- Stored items
▼

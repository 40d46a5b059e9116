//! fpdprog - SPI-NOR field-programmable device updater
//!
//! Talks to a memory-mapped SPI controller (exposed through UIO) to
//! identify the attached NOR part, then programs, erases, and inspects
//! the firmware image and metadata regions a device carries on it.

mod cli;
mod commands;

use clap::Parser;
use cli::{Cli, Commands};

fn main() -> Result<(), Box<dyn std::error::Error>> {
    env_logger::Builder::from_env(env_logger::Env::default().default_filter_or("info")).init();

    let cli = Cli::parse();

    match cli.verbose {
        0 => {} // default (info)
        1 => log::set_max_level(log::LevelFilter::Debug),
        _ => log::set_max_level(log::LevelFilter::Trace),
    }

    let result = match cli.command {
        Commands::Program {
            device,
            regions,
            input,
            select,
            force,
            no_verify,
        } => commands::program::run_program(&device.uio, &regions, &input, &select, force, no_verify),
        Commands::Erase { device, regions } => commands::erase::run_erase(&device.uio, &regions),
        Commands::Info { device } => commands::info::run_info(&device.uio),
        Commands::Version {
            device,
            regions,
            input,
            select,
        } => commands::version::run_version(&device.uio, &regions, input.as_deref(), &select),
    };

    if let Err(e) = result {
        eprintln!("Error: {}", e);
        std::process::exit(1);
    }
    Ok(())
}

▲

- WHAT TO WORK ON
Transcribe, in full, each record that appears above.

- SOLUTION TO THIS TASK
repository 40d46a5b059e9116
//! fpdprog - SPI-NOR field-programmable device updater
//!
//! Talks to a memory-mapped SPI controller (exposed through UIO) to
//! identify the attached NOR part, then programs, erases, and inspects
//! the firmware image and metadata regions a device carries on it.

mod cli;
mod commands;

use clap::Parser;
use cli::{Cli, Commands};

fn main() -> Result<(), Box<dyn std::error::Error>> {
    env_logger::Builder::from_env(env_logger::Env::default().default_filter_or("info")).init();

    let cli = Cli::parse();

    match cli.verbose {
        0 => {} // default (info)
        1 => log::set_max_level(log::LevelFilter::Debug),
        _ => log::set_max_level(log::LevelFilter::Trace),
    }

    let result = match cli.command {
        Commands::Program {
            device,
            regions,
            input,
            select,
            force,
            no_verify,
        } => commands::program::run_program(&device.uio, &regions, &input, &select, force, no_verify),
        Commands::Erase { device, regions } => commands::erase::run_erase(&device.uio, &regions),
        Commands::Info { device } => commands::info::run_info(&device.uio),
        Commands::Version {
            device,
            regions,
            input,
            select,
        } => commands::version::run_version(&device.uio, &regions, input.as_deref(), &select),
    };

    if let Err(e) = result {
        eprintln!("Error: {}", e);
        std::process::exit(1);
    }
    Ok(())
}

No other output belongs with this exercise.